Caporalato, approvata la risoluzione PD. Bai: "Per il Grossetano un passo avanti su prevenzione e legalità"

Firenze: Il Consiglio regionale della Toscana ha approvato oggi la proposta di risoluzione del gruppo PD sulle azioni di prevenzione e contrasto del caporalato e dello sfruttamento lavorativo in agricoltura, con particolare attenzione ai territori più esposti come la provincia di Grosseto.

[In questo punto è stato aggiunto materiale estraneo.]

pub mod config;
pub mod convert;
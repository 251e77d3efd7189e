#![allow(dead_code)]

use scarif_common::Coord2;
use scarif_nbt::{Compound, NbtCompression, NbtFile, Tag};
use scarif_world::packed::{self, PackingRegime};
use scarif_world::region::{region_file_name, SECTOR_BYTES};
use scarif_world::{BlockState, Chunk, PalettedContainer, Section, SECTION_BLOCKS};
use std::collections::BTreeMap;
use std::fs::{self, File};
use std::path::Path;

pub const DATA_VERSION: i32 = 3465;

pub fn compound(entries: Vec<(&str, Tag)>) -> Tag {
    Tag::Compound(entries.into_iter().map(|(k, v)| (k.to_string(), v)).collect())
}

/// A modern section compound; `indices` is required when the palette has 2+ entries.
pub fn section_tag(y: i8, palette: &[BlockState], indices: Option<&[u16]>) -> Tag {
    let mut states = Compound::new();
    states.insert(
        "palette".to_string(),
        Tag::list(palette.iter().map(BlockState::to_tag).collect()),
    );
    if let Some(indices) = indices {
        let bits = packed::bits_for_palette(palette.len(), 4);
        states.insert(
            "data".to_string(),
            Tag::LongArray(packed::pack(indices, bits, PackingRegime::WordAligned)),
        );
    }
    compound(vec![("Y", Tag::Byte(y)), ("block_states", Tag::Compound(states))])
}

pub fn chunk_tag(coord: Coord2, sections: Vec<Tag>) -> Tag {
    compound(vec![
        ("DataVersion", Tag::Int(DATA_VERSION)),
        ("xPos", Tag::Int(coord.x)),
        ("zPos", Tag::Int(coord.z)),
        ("Status", Tag::String("minecraft:full".to_string())),
        ("sections", Tag::list(sections)),
        ("block_entities", Tag::List(scarif_nbt::tag_id::END, vec![])),
    ])
}

/// Y=0 is stone except one air block at (0, 0, 0); Y=1 is all air.
pub fn stone_and_air_tag(coord: Coord2) -> Tag {
    let palette = [BlockState::new("minecraft:stone"), BlockState::new("minecraft:air")];
    let mut indices = vec![0u16; SECTION_BLOCKS];
    indices[0] = 1;
    chunk_tag(
        coord,
        vec![
            section_tag(0, &palette, Some(&indices)),
            section_tag(1, &[BlockState::new("minecraft:air")], None),
        ],
    )
}

/// One zlib record per chunk, each starting on its own sector after the two tables.
pub fn region_bytes(chunks: &[(Coord2, Tag)]) -> Vec<u8> {
    let sector = SECTOR_BYTES as usize;
    let mut locations = vec![0u8; sector];
    let mut timestamps = vec![0u8; sector];
    let mut body = Vec::new();

    for (coord, tag) in chunks {
        let mut raw = Vec::new();
        tag.write(&mut raw, "").unwrap();
        let mut payload = Vec::new();
        NbtCompression::Zlib.compress(&mut payload, &raw).unwrap();

        let mut record = Vec::new();
        record.extend_from_slice(&((payload.len() + 1) as u32).to_be_bytes());
        record.push(2);
        record.extend_from_slice(&payload);
        let sectors = record.len().div_ceil(sector);
        record.resize(sectors * sector, 0);

        let offset = 2 + body.len() / sector;
        let slot = coord.region_slot() * 4;
        let entry = ((offset as u32) << 8) | sectors as u32;
        locations[slot..slot + 4].copy_from_slice(&entry.to_be_bytes());
        timestamps[slot..slot + 4].copy_from_slice(&1_700_000_000u32.to_be_bytes());
        body.extend_from_slice(&record);
    }

    let mut file = locations;
    file.extend_from_slice(&timestamps);
    file.extend_from_slice(&body);
    file
}

/// Overwrites the location entry of one chunk in a region built by `region_bytes`.
pub fn set_location(region: &mut [u8], coord: Coord2, entry: u32) {
    let slot = coord.region_slot() * 4;
    region[slot..slot + 4].copy_from_slice(&entry.to_be_bytes());
}

pub fn location(region: &[u8], coord: Coord2) -> u32 {
    let slot = coord.region_slot() * 4;
    u32::from_be_bytes([region[slot], region[slot + 1], region[slot + 2], region[slot + 3]])
}

pub fn write_level(world: &Path, data_version: i32) {
    let level = compound(vec![(
        "Data",
        compound(vec![("DataVersion", Tag::Int(data_version))]),
    )]);
    NbtFile::new(String::new(), level)
        .write_gzip(&mut File::create(world.join("level.dat")).unwrap())
        .unwrap();
}

pub fn write_region(world: &Path, region: Coord2, bytes: &[u8]) {
    let dir = world.join("region");
    fs::create_dir_all(&dir).unwrap();
    fs::write(dir.join(region_file_name(region)), bytes).unwrap();
}

/// A chunk built in memory: one stone section with a single block swapped for `marker`.
pub fn marked_chunk(coord: Coord2, marker: &str, at: usize) -> Chunk {
    let palette = vec![BlockState::new("minecraft:stone"), BlockState::new(marker)];
    let mut indices = vec![0u16; SECTION_BLOCKS];
    indices[at] = 1;
    let section = Section {
        y: 0,
        blocks: PalettedContainer::new(palette, Some(indices)).unwrap(),
        biomes: PalettedContainer::single("minecraft:plains".to_string()),
    };
    Chunk::new(coord, DATA_VERSION, vec![section], BTreeMap::new())
}

pub fn assert_same_blocks(expected: &Chunk, actual: &Chunk) {
    assert_eq!(expected.sections().len(), actual.sections().len());
    for (left, right) in expected.sections().iter().zip(actual.sections()) {
        assert_eq!(left.y, right.y);
        for i in 0..SECTION_BLOCKS {
            let (x, y, z) = (i & 15, i >> 8, (i >> 4) & 15);
            assert_eq!(
                left.block_state(x, y, z),
                right.block_state(x, y, z),
                "section {} block {}",
                left.y,
                i
            );
        }
    }
}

“La risoluzione approvata rappresenta un passo avanti importante per il nostro territorio, dove il fenomeno del caporalato richiede strumenti sempre più efficaci di prevenzione e contrasto, per sradicare le situazioni di sfruttamento e allo stesso tempo favorire un settore agricolo di qualità, che è una risorsa fondamentale per la nostra economia” - afferma la consigliera regionale del Partito Democratico Lidia Bai.

La risoluzione impegna la Regione a rafforzare i protocolli territoriali, introdurre strumenti concreti come le checklist sugli appalti per verificarne la regolarità, consolidare il coordinamento tra Prefetture, istituzioni e parti sociali, oltre a sostenere il percorso verso una futura legge regionale sul contrasto allo sfruttamento lavorativo.

“Parliamo di un fenomeno complesso, che si accompagna a condizioni di forte vulnerabilità sociale, sanitaria e abitativa – prosegue Bai – Il lavoro delle Brigate del Lavoro della Flai Cgil, che hanno incontrato nel grossetano oltre 1.200 lavoratori, ha contribuito a far emergere situazioni gravi e a costruire una sinergia concreta tra chi opera sul campo e le istituzioni”.

“Con questo atto rafforziamo un lavoro costruito nel tempo insieme ai territori e ai soggetti coinvolti, puntando su trasparenza, legalità e tutela dei lavoratori” – conclude Bai.